March 8, 2000

A tent large enough for all Texans

___Is Texas big enough for all kinds of Baptists? Can the Baptist General Convention of Texas accommodate all the churches that traditionally have been affiliated with it?
___Another group met to consider those questions last week . This was a collection of pastors, apparently primarily from larger churches closely identified with the Southern Baptist Convention and its current leadership. Spokesmen for the group said they talked about their support for the SBC and the ambiguity of their relationship with the BGCT.
___At least one suggestion for helping the BGCT relate to all Texas Baptists apparently came out the meeting. "Widen the tent," recommended Ed Young, pastor of Second Baptist Church in Houston and a former SBC president, claiming he and his church feel disenfranchised from the BGCT.
___Young offered his suggestion without a smile or trace of irony. This is ironic in itself, for "widen the tent" was a plea from so-called moderates who begged to be included in the SBC during a time when Young and his fellow so-called conservative presidents systematically disallowed them from participation in SBC life except for funding the cause. This is ironic, for the BGCT tent flaps are wide enough already to accept 11 institutional trustees from Second Baptist Church, which last year contributed no money to the Cooperative Program.

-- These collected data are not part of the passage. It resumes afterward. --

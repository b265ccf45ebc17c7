//! SDF-based WebGPU render pipeline
//!
//! Paints the composed sphere in a fragment shader over a full-screen
//! triangle. Each layer is a circle distance field filled with a solid colour
//! or a canvas-style radial gradient; everything outside the ball stays fully
//! transparent so the desktop shows through.

use anyhow::Context;
use bytemuck::{Pod, Zeroable};
use wgpu::util::DeviceExt;

use super::compositor::{Fill, LAYER_COUNT, Layer, SphereFrame};

/// Gradient stops per layer the shader can read
const MAX_STOPS: usize = 4;

// ============================================================================
// GPU DATA STRUCTURES (must match shader)
// ============================================================================

#[repr(C)]
#[derive(Copy, Clone, Debug, Pod, Zeroable)]
struct Globals {
    resolution: [f32; 2], // offset 0
    layer_count: u32,     // offset 8
    premultiplied: u32,   // offset 12 - 1 if the surface expects premultiplied output
}

#[repr(C)]
#[derive(Copy, Clone, Debug, Default, PartialEq, Pod, Zeroable)]
pub(crate) struct LayerData {
    /// centre.xy, radius, blur
    shape: [f32; 4],
    /// start.xy, start radius, stop count
    gradient_start: [f32; 4],
    /// end.xy, end radius, fill kind (0 solid, 1 radial)
    gradient_end: [f32; 4],
    offsets: [f32; 4],
    /// Premultiplied stop colours
    colors: [[f32; 4]; MAX_STOPS],
}

impl From<&Layer> for LayerData {
    fn from(layer: &Layer) -> Self {
        let shape = [layer.center.x, layer.center.y, layer.radius, layer.blur];
        match layer.fill {
            Fill::Solid(color) => {
                let mut colors = [[0.0; 4]; MAX_STOPS];
                colors[0] = color.premultiplied();
                Self {
                    shape,
                    gradient_start: [layer.center.x, layer.center.y, 0.0, 1.0],
                    gradient_end: [layer.center.x, layer.center.y, layer.radius, 0.0],
                    offsets: [0.0; 4],
                    colors,
                }
            }
            Fill::Radial(g) => {
                if g.stops.len() > MAX_STOPS {
                    log::warn!(
                        "{:?} layer has {} gradient stops, shader reads {}",
                        layer.kind,
                        g.stops.len(),
                        MAX_STOPS
                    );
                }
                let count = g.stops.len().min(MAX_STOPS);
                let mut offsets = [0.0; 4];
                let mut colors = [[0.0; 4]; MAX_STOPS];
                for (i, s) in g.stops.iter().take(count).enumerate() {
                    offsets[i] = s.offset;
                    colors[i] = s.color.premultiplied();
                }
                Self {
                    shape,
                    gradient_start: [g.start.x, g.start.y, g.start_radius, count as f32],
                    gradient_end: [g.end.x, g.end.y, g.end_radius, 1.0],
                    offsets,
                    colors,
                }
            }
        }
    }
}

fn layer_data(frame: &SphereFrame) -> [LayerData; LAYER_COUNT] {
    std::array::from_fn(|i| LayerData::from(&frame.layers[i]))
}

/// Alpha mode the overlay can composite with, and whether it wants
/// premultiplied output
fn pick_alpha_mode(modes: &[wgpu::CompositeAlphaMode]) -> (wgpu::CompositeAlphaMode, bool) {
    use wgpu::CompositeAlphaMode::*;

    if modes.contains(&PreMultiplied) {
        (PreMultiplied, true)
    } else if modes.contains(&PostMultiplied) {
        (PostMultiplied, false)
    } else {
        let fallback = modes.first().copied().unwrap_or(Auto);
        log::warn!(
            "Surface has no transparent alpha mode ({:?}); the overlay will not be see-through",
            modes
        );
        (fallback, false)
    }
}

// ============================================================================
// SDF RENDER STATE
// ============================================================================

pub struct SdfRenderState {
    pub surface: wgpu::Surface<'static>,
    pub device: wgpu::Device,
    pub queue: wgpu::Queue,
    pub config: wgpu::SurfaceConfiguration,
    pub pipeline: wgpu::RenderPipeline,

    globals_buffer: wgpu::Buffer,
    layers_buffer: wgpu::Buffer,
    bind_group: wgpu::BindGroup,

    premultiplied: bool,
    pub size: (u32, u32),
}

impl SdfRenderState {
    pub async fn new(
        surface: wgpu::Surface<'static>,
        adapter: &wgpu::Adapter,
        width: u32,
        height: u32,
    ) -> anyhow::Result<Self> {
        let (device, queue) = adapter
            .request_device(&wgpu::DeviceDescriptor {
                label: Some("sdf-device"),
                required_features: wgpu::Features::empty(),
                required_limits: wgpu::Limits::downlevel_webgl2_defaults()
                    .using_resolution(adapter.limits()),
                memory_hints: wgpu::MemoryHints::MemoryUsage,
                trace: Default::default(),
                experimental_features: Default::default(),
            })
            .await
            .context("requesting GPU device")?;

        let surface_caps = surface.get_capabilities(adapter);
        log::debug!("Surface formats: {:?}", surface_caps.formats);
        log::debug!("Surface alpha modes: {:?}", surface_caps.alpha_modes);

        // Colours blend in sRGB space like a 2D canvas, so write them unconverted
        let surface_format = surface_caps
            .formats
            .iter()
            .find(|f| !f.is_srgb())
            .or_else(|| surface_caps.formats.first())
            .copied()
            .context("surface reports no texture formats")?;
        let (alpha_mode, premultiplied) = pick_alpha_mode(&surface_caps.alpha_modes);

        let config = wgpu::SurfaceConfiguration {
            usage: wgpu::TextureUsages::RENDER_ATTACHMENT,
            format: surface_format,
            width: width.max(1),
            height: height.max(1),
            present_mode: wgpu::PresentMode::AutoVsync,
            alpha_mode,
            view_formats: vec![],
            desired_maximum_frame_latency: 2,
        };
        log::info!(
            "Surface config: {}x{}, format: {:?}, alpha: {:?}",
            config.width,
            config.height,
            config.format,
            config.alpha_mode
        );
        surface.configure(&device, &config);

        let shader = device.create_shader_module(wgpu::ShaderModuleDescriptor {
            label: Some("sphere_shader"),
            source: wgpu::ShaderSource::Wgsl(include_str!("sphere_shader.wgsl").into()),
        });

        let globals_buffer = device.create_buffer_init(&wgpu::util::BufferInitDescriptor {
            label: Some("globals"),
            contents: bytemuck::bytes_of(&Globals {
                resolution: [config.width as f32, config.height as f32],
                layer_count: 0,
                premultiplied: premultiplied as u32,
            }),
            usage: wgpu::BufferUsages::UNIFORM | wgpu::BufferUsages::COPY_DST,
        });

        let layers_buffer = device.create_buffer(&wgpu::BufferDescriptor {
            label: Some("layers"),
            size: (std::mem::size_of::<LayerData>() * LAYER_COUNT) as u64,
            usage: wgpu::BufferUsages::UNIFORM | wgpu::BufferUsages::COPY_DST,
            mapped_at_creation: false,
        });

        let uniform_entry = |binding| wgpu::BindGroupLayoutEntry {
            binding,
            visibility: wgpu::ShaderStages::FRAGMENT,
            ty: wgpu::BindingType::Buffer {
                ty: wgpu::BufferBindingType::Uniform,
                has_dynamic_offset: false,
                min_binding_size: None,
            },
            count: None,
        };
        let bind_group_layout = device.create_bind_group_layout(&wgpu::BindGroupLayoutDescriptor {
            label: Some("sdf_bind_group_layout"),
            entries: &[uniform_entry(0), uniform_entry(1)],
        });

        let bind_group = device.create_bind_group(&wgpu::BindGroupDescriptor {
            label: Some("sdf_bind_group"),
            layout: &bind_group_layout,
            entries: &[
                wgpu::BindGroupEntry {
                    binding: 0,
                    resource: globals_buffer.as_entire_binding(),
                },
                wgpu::BindGroupEntry {
                    binding: 1,
                    resource: layers_buffer.as_entire_binding(),
                },
            ],
        });

        let pipeline_layout = device.create_pipeline_layout(&wgpu::PipelineLayoutDescriptor {
            label: Some("sdf_pipeline_layout"),
            bind_group_layouts: &[&bind_group_layout],
            immediate_size: 0,
        });

        let pipeline = device.create_render_pipeline(&wgpu::RenderPipelineDescriptor {
            label: Some("sdf_pipeline"),
            layout: Some(&pipeline_layout),
            vertex: wgpu::VertexState {
                module: &shader,
                entry_point: Some("vs_main"),
                buffers: &[], // No vertex buffers - fullscreen triangle
                compilation_options: Default::default(),
            },
            fragment: Some(wgpu::FragmentState {
                module: &shader,
                entry_point: Some("fs_main"),
                targets: &[Some(wgpu::ColorTargetState {
                    format: config.format,
                    // The shader composites every layer itself
                    blend: None,
                    write_mask: wgpu::ColorWrites::ALL,
                })],
                compilation_options: Default::default(),
            }),
            primitive: wgpu::PrimitiveState {
                topology: wgpu::PrimitiveTopology::TriangleList,
                ..Default::default()
            },
            depth_stencil: None,
            multisample: wgpu::MultisampleState::default(),
            multiview_mask: None,
            cache: None,
        });

        Ok(Self {
            size: (config.width, config.height),
            surface,
            device,
            queue,
            config,
            pipeline,
            globals_buffer,
            layers_buffer,
            bind_group,
            premultiplied,
        })
    }

    pub fn resize(&mut self, new_width: u32, new_height: u32) {
        if new_width > 0 && new_height > 0 {
            self.size = (new_width, new_height);
            self.config.width = new_width;
            self.config.height = new_height;
            self.reconfigure();
        }
    }

    /// Re-apply the current configuration after the surface was lost
    pub fn reconfigure(&self) {
        self.surface.configure(&self.device, &self.config);
    }

    /// Upload the frame's layers and paint them
    pub fn render(&mut self, frame: &SphereFrame) -> Result<(), wgpu::SurfaceError> {
        let globals = Globals {
            resolution: [self.size.0 as f32, self.size.1 as f32],
            layer_count: LAYER_COUNT as u32,
            premultiplied: self.premultiplied as u32,
        };
        self.queue
            .write_buffer(&self.globals_buffer, 0, bytemuck::bytes_of(&globals));
        self.queue.write_buffer(
            &self.layers_buffer,
            0,
            bytemuck::cast_slice(&layer_data(frame)),
        );

        let output = self.surface.get_current_texture()?;
        let view = output
            .texture
            .create_view(&wgpu::TextureViewDescriptor::default());

        let mut encoder = self
            .device
            .create_command_encoder(&wgpu::CommandEncoderDescriptor {
                label: Some("sdf_encoder"),
            });

        {
            let mut render_pass = encoder.begin_render_pass(&wgpu::RenderPassDescriptor {
                label: Some("sdf_render_pass"),
                color_attachments: &[Some(wgpu::RenderPassColorAttachment {
                    view: &view,
                    resolve_target: None,
                    ops: wgpu::Operations {
                        load: wgpu::LoadOp::Clear(wgpu::Color::TRANSPARENT),
                        store: wgpu::StoreOp::Store,
                    },
                    depth_slice: None,
                })],
                depth_stencil_attachment: None,
                timestamp_writes: None,
                occlusion_query_set: None,
                multiview_mask: None,
            });

            render_pass.set_pipeline(&self.pipeline);
            render_pass.set_bind_group(0, &self.bind_group, &[]);
            render_pass.draw(0..3, 0..1); // Fullscreen triangle
        }

        self.queue.submit(std::iter::once(encoder.finish()));
        output.present();

        Ok(())
    }
}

___Still, Young's appeal for the BGCT to set its tent stakes wide should be heard. What Texan who loves fellow Texas Baptists is not grieved by strife and division in our state? Who has not felt sadness to watch Southern Baptists of Texas create a competitive state convention alongside ours?
___By the SBC's standards, the BGCT's tent stakes have been driven wide, very wide. The BGCT allows each church to channel its Cooperative Program unified budget contributions to the exact institutions it chooses, in the exact proportions it chooses. Some have criticized this policy, for it allows some churches to send funds to the Cooperative Baptist Fellowship, which operates its own programs separate from the SBC. But this same policy has enabled churches that want to identify more closely with the SBC to do so, allowing them to flip-flop the usual allocation--67 percent for Texas, 33 percent for the SBC --of their Cooperative Program funds, so that Texas receives 33 percent, and the SBC gets 67 percent.
___Have you ever pitched a tent? If you did so the first time by trial-and-error, you learned the stakes need to balance each other. They must be set the same distance from the center line, or else the tent will collapse of its own unevenly distributed weight.
___Texans calling for wide tent stakes must realize the stakes need to be wide enough to include other Texas Baptists, even those who do not agree with them about the Southern Baptist Convention. We all need to be willing to bless the room we make for each other, while we bless each other. Let us not narrow the stakes on the left and deny the conscience of some who have been disaffected by the SBC and wish to participate in global causes with the CBF. And let us not narrow the stakes on the right and deny, as some apparently fear, the right of other Texas Baptists to continue to support the SBC as their consciences dictate.
___Yes, we need wide tent stakes in Texas. Evangelistic researchers estimate 10 million Texans do not claim any saving relationship with Jesus. All Texas Baptists are needed in the joint effort to present the gospel and demonstrate Jesus' love to them.
___This is a cause worthy of all Texas Baptists' efforts and sacrificial support. It seems the primary detraction from that cause is our feelings about relationships beyond Texas. Can our spirits be generous enough to agree to disagree? Why can't we affirm each other and our individual and congregational consciences, and allow--no, bless--each other as we support causes beyond Texas? And at the same time, let us join hands to spread the gospel right here.